Abt Hroznata van Heesch
Hij werd geboren op 11 september 1881 te Heeswijk-Dinther
(Nederland) en kreeg bij het doopsel de roepnaam Arnold. Hij
studeerde aan het Abdijgymnasium in Berne en ontving na zijn intrede
in Grimbergen het witte kleed uit de handen van Abt Evermodus
Lahaise op 9 oktober 1899. Hij legde zijn geloften af op 9 oktober
1901 en werd op diezelfde dag drie jaar later in Namen door de
Norbertijnerbisschop Mgr. Heylen in 1904 priester gewijd.
Hij werd naar Rome gestuurd en behaalde het doctoraat in de
theologie en doceerde nadien in de abdij vanaf het jaar 1908
theologie, filosofie en nadien nog exegese en kerkelijk recht.
In 1912 werd hij supprior en in 1916, prior bij Prelaat
Hoppenbrouwers.
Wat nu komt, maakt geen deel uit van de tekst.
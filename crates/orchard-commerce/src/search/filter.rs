//! Filter state edited by the storefront sidebar.

use crate::catalog::Nutrient;
use crate::money::Money;
use crate::search::{Facets, ValueRange};
use serde::{Deserialize, Serialize};
use std::collections::{BTreeMap, BTreeSet};

/// Slider extents the sidebar offers for each nutrient, per 100 g.
///
/// A constrained nutrient counts as an active filter only when it is narrower
/// than its baseline. Nutrients without a baseline never count.
pub const NUTRITION_BASELINE: [(Nutrient, ValueRange<f64>); 2] = [
    (Nutrient::Protein, ValueRange { min: 0.0, max: 5.0 }),
    (
        Nutrient::Carbs,
        ValueRange {
            min: 0.0,
            max: 40.0,
        },
    ),
];

/// The complete set of sidebar selections.
///
/// A plain value: every edit produces a new state through
/// [`FilterState::reduce`] or the `with_*` builders.
#[derive(Debug, Clone, PartialEq, Serialize, Deserialize)]
#[serde(rename_all = "camelCase")]
pub struct FilterState {
    /// Selected category names (match any).
    pub categories: BTreeSet<String>,
    /// Selected tags (match any).
    pub tags: BTreeSet<String>,
    /// Selected package types (a variant must match one).
    pub package_types: BTreeSet<String>,
    /// Inclusive variant price window.
    pub price_range: ValueRange<Money>,
    /// Inclusive variant weight window, in grams.
    pub weight_range: ValueRange<f64>,
    /// Only variants with an active promotion.
    pub has_promotion: bool,
    /// Only variants with stock on hand.
    pub in_stock: bool,
    /// Free-text query over names and package types.
    pub search_query: String,
    /// Per-nutrient windows. Nutrients absent from the map are unconstrained.
    pub nutrition_range: BTreeMap<Nutrient, ValueRange<f64>>,
}

/// One discrete sidebar edit.
#[derive(Debug, Clone, PartialEq, Serialize, Deserialize)]
#[serde(rename_all = "camelCase")]
pub enum FilterAction {
    ToggleCategory(String),
    ToggleTag(String),
    TogglePackageType(String),
    SetPriceRange(Money, Money),
    SetWeightRange(f64, f64),
    SetHasPromotion(bool),
    SetInStock(bool),
    SetSearchQuery(String),
    SetNutritionRange(Nutrient, f64, f64),
    ClearNutritionRange(Nutrient),
    /// Back to the defaults derived from the facets.
    Reset,
}

impl FilterState {
    /// The do-nothing state for a catalog: empty selections, full observed
    /// ranges, flags off.
    pub fn from_facets(facets: &Facets) -> Self {
        Self {
            categories: BTreeSet::new(),
            tags: BTreeSet::new(),
            package_types: BTreeSet::new(),
            price_range: facets.price_range,
            weight_range: facets.weight_range,
            has_promotion: false,
            in_stock: false,
            search_query: String::new(),
            nutrition_range: BTreeMap::new(),
        }
    }

    /// Apply one edit, returning the new state. `facets` supplies the
    /// defaults for [`FilterAction::Reset`].
    pub fn reduce(&self, action: FilterAction, facets: &Facets) -> FilterState {
        let mut next = self.clone();
        match action {
            FilterAction::ToggleCategory(name) => toggle(&mut next.categories, name),
            FilterAction::ToggleTag(tag) => toggle(&mut next.tags, tag),
            FilterAction::TogglePackageType(package) => toggle(&mut next.package_types, package),
            FilterAction::SetPriceRange(a, b) => next.price_range = ValueRange::ordered(a, b),
            FilterAction::SetWeightRange(a, b) => next.weight_range = ValueRange::ordered(a, b),
            FilterAction::SetHasPromotion(on) => next.has_promotion = on,
            FilterAction::SetInStock(on) => next.in_stock = on,
            FilterAction::SetSearchQuery(query) => next.search_query = query,
            FilterAction::SetNutritionRange(nutrient, a, b) => {
                next.nutrition_range
                    .insert(nutrient, ValueRange::ordered(a, b));
            }
            FilterAction::ClearNutritionRange(nutrient) => {
                next.nutrition_range.remove(&nutrient);
            }
            FilterAction::Reset => next = FilterState::from_facets(facets),
        }
        next
    }

    /// Add a category to the selection.
    pub fn with_category(mut self, name: impl Into<String>) -> Self {
        self.categories.insert(name.into());
        self
    }

    /// Add a tag to the selection.
    pub fn with_tag(mut self, tag: impl Into<String>) -> Self {
        self.tags.insert(tag.into());
        self
    }

    /// Add a package type to the selection.
    pub fn with_package_type(mut self, package: impl Into<String>) -> Self {
        self.package_types.insert(package.into());
        self
    }

    pub fn with_price_range(mut self, min: Money, max: Money) -> Self {
        self.price_range = ValueRange::ordered(min, max);
        self
    }

    pub fn with_weight_range(mut self, min: f64, max: f64) -> Self {
        self.weight_range = ValueRange::ordered(min, max);
        self
    }

    pub fn with_promotion_only(mut self) -> Self {
        self.has_promotion = true;
        self
    }

    pub fn with_in_stock_only(mut self) -> Self {
        self.in_stock = true;
        self
    }

    pub fn with_search(mut self, query: impl Into<String>) -> Self {
        self.search_query = query.into();
        self
    }

    pub fn with_nutrition_range(mut self, nutrient: Nutrient, min: f64, max: f64) -> Self {
        self.nutrition_range
            .insert(nutrient, ValueRange::ordered(min, max));
        self
    }

    /// The query as matched: surrounding whitespace removed.
    pub fn effective_query(&self) -> &str {
        self.search_query.trim()
    }
}

fn toggle(set: &mut BTreeSet<String>, value: String) {
    if !set.remove(&value) {
        set.insert(value);
    }
}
Naast zijn taken als docent en prior wist hij nog
tijd te maken om ontelbare bezinningsdagen en conferenties te houden
voor de leden van de Boerinnenbond. Te voet en later per fiets ging
hij daarheen en heel vaak vertoonde hij bij zijn uiteenzettingen
dia’s en ander didactisch materiaal.
Tijdens de eerste wereldoorlog hield prior van Heesch een dagboek
bij. Na de oorlog liet hij samen met Prelaat Hoppenbrouwers en
Burgemeester van Campenhout een boek uitgeven onder de titel:
‘Grimbergse herinneringen uit den grooten oorlog’. In datzelfde jaar
publiceerde hij ‘Vrouwenzorg’ dat in 1924 een tweede uitgave kende.
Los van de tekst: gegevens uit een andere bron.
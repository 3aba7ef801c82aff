//! Catalog filtering and combo pricing for the Orchard storefront.
//!
//! This crate works over a product list already fetched from the backend's
//! listing endpoint and held in memory:
//!
//! - **Catalog**: Products, variants, categories, nutrition facts
//! - **Search**: Facet derivation, filter state, predicate engine, sorting
//! - **Combo**: Custom combo selection, tiered discount, creation payload
//!
//! Everything here is synchronous and side-effect free apart from `tracing`
//! events; callers own the mutable references to filter state and selections.
//!
//! # Example
//!
//! ```rust
//! use orchard_commerce::prelude::*;
//!
//! let catalog = Catalog::from_json_str(r#"[
//!     {"id": "p1", "name": "Xoài sấy dẻo", "variant": [
//!         {"productVariantId": "v1", "packageType": "Zip bag", "netWeight": 250,
//!          "price": 100000, "stockQuantity": 8}
//!     ]}
//! ]"#).unwrap();
//!
//! let facets = build_facets(catalog.products());
//! let filters = FilterState::from_facets(&facets).with_search("xoai");
//! let matched = apply_filters(catalog.products(), &filters, SortKey::Popular);
//! assert_eq!(matched.len(), 1);
//!
//! let mut combo = ComboSelection::new();
//! for _ in 0..5 {
//!     combo.add(matched[0], &VariantId::new("v1")).unwrap();
//! }
//! let pricing = combo.pricing();
//! assert_eq!(pricing.discount_percentage, 6);
//! assert_eq!(pricing.total.display(), "470.000 \u{20ab}");
//! ```

pub mod error;
pub mod ids;
pub mod money;

pub mod catalog;
pub mod combo;
pub mod search;

pub use error::CommerceError;
pub use ids::*;
pub use money::Money;

/// Prelude for convenient imports.
pub mod prelude {
    pub use crate::error::CommerceError;
    pub use crate::ids::*;
    pub use crate::money::Money;

    // Catalog
    pub use crate::catalog::{
        Catalog, CategoryRef, Nutrient, NutrientValue, NutritionFacts, Product, ProductVariant,
        Promotion,
    };

    // Search
    pub use crate::search::{
        apply_filters, build_facets, count_active_filters, Facets, FilterAction, FilterState,
        SortKey, ValueRange,
    };

    // Combo
    pub use crate::combo::{
        price, ComboAction, ComboLineItem, ComboPricingResult, ComboSelection, CreateComboPayload,
        DiscountTier, DiscountTiers,
    };
}
//! Combo pricing calculations.

use crate::combo::{ComboLineItem, DiscountTiers};
use crate::money::Money;
use rust_decimal::Decimal;
use serde::{Deserialize, Serialize};

/// Price summary for a combo. Recomputed from the line items on every
/// change; values are exact, rounding is left to display.
#[derive(Debug, Clone, PartialEq, Serialize, Deserialize, Default)]
#[serde(rename_all = "camelCase")]
pub struct ComboPricingResult {
    /// Sum of effective unit price times quantity.
    pub subtotal: Money,
    /// Sum of quantities.
    pub total_quantity: u32,
    /// Tier percentage earned by `total_quantity`.
    pub discount_percentage: u32,
    /// `subtotal * discount_percentage / 100`.
    pub discount_amount: Money,
    /// `subtotal - discount_amount`.
    pub total: Money,
}

impl ComboPricingResult {
    /// Check if the combo earns a discount.
    pub fn has_discount(&self) -> bool {
        self.discount_percentage > 0
    }
}

/// Price line items with the standard tiers.
pub fn price(items: &[ComboLineItem<'_>]) -> ComboPricingResult {
    DiscountTiers::standard().price(items)
}

impl DiscountTiers {
    /// Price line items with this tier table.
    pub fn price(&self, items: &[ComboLineItem<'_>]) -> ComboPricingResult {
        let subtotal: Money = items.iter().map(ComboLineItem::line_total).sum();
        let total_quantity = items
            .iter()
            .fold(0u32, |acc, i| acc.saturating_add(i.quantity));
        let discount_percentage = self.percentage_for(total_quantity);
        let discount_amount = subtotal.percentage(Decimal::from(discount_percentage));

        tracing::debug!(
            lines = items.len(),
            total_quantity,
            discount_percentage,
            "combo priced"
        );

        ComboPricingResult {
            subtotal,
            total_quantity,
            discount_percentage,
            discount_amount,
            total: subtotal - discount_amount,
        }
    }
}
Ook schreef hij een boekje onder de titel ‘Naar Rome’ en later
schreef hij voor Pro Nostris een lijvig artikel over Bonlieu. Toen
hij abt was, schreef hij in 1949 ‘Pater De Sany’ en in 1950 ‘Pater
Hoendervangers’, beiden handelend over de pioniers van de missie in
Zuid-Afrika.
In 1918 werd hij vestiarius benoemd en later ook nog provisor en
cellier. Op 27 april 1942 bij de keuze van Augustinus Cantinjaeu als
opvolger van Prelaat Hoppenbrouwers, werd hij pastoor in een van de
parochies van de abdij van ’t Park in Jezus Eik en drie jaar later
in Elingen.
Kort daarop werd hij abt gekozen op 28 maart 1946 en ontving de
abtszegening van generaal-abt Hubertus Noots op 25 april 1946. De
abten van Park Versteylen en Stalmans van Tongerlo verleenden
hierbij assistentie.
Terug in de abdij begon Prelaat van Heesch weer even enthousiast les
te geven als vroeger.
Op verzoek van Mgr. Lucas, bisschop van Kaapstad in Zuid Afrika,
aanvaardde de abt om kloosterlingen van onze abdijgemeenschap naar
dit terrein te sturen. Dit gebied was tweemaal zo groot als ons land
en Worcester zou de hoofdzetel van het missiegebied worden. Later
werd echter Kommetjie in de omgeving van Kaapstad een huis gebouwd
dat als priorij zou kunnen dienst doen. Op 2 mei 1951 vertrokken de
eerste drie confraters naar het zuiden. Kort nadien zouden nog
verschillende anderen volgen.
Wegens zijn hoge leeftijd nam hij ontslag als abt op 2 december
1957. Een maand later, op 28 januari 1958, trekt hij naar Tancrémont
bij Banneux waar hij ontelbare diensten heeft bewezen bij de
pelgrims die er jaarlijks heenkwamen. Frans, Nederlands of Duits
spreken leek voor hem geen probleem te zijn. Hij voelde zich weer
helemaal de pastoor van weleer in Jezus Eik. ‘Dat waren de mooiste
jaren van mijn leven’ dorst hij wel eens te zeggen. Na drie jaar
komt hij ziek terug naar Grimbergen en wordt in het gasthuis door de
Zusters op voortreffelijke wijze verzorgd. Verschillende jubilea
mocht hij vieren. Rustig en geheel voorbereid keerde hij terug naar
het Vaderhuis op 14 juli 1965 en werd enkele dagen later op ons
kerkhof in de schaduw van zijn geliefde abdijkerk begraven.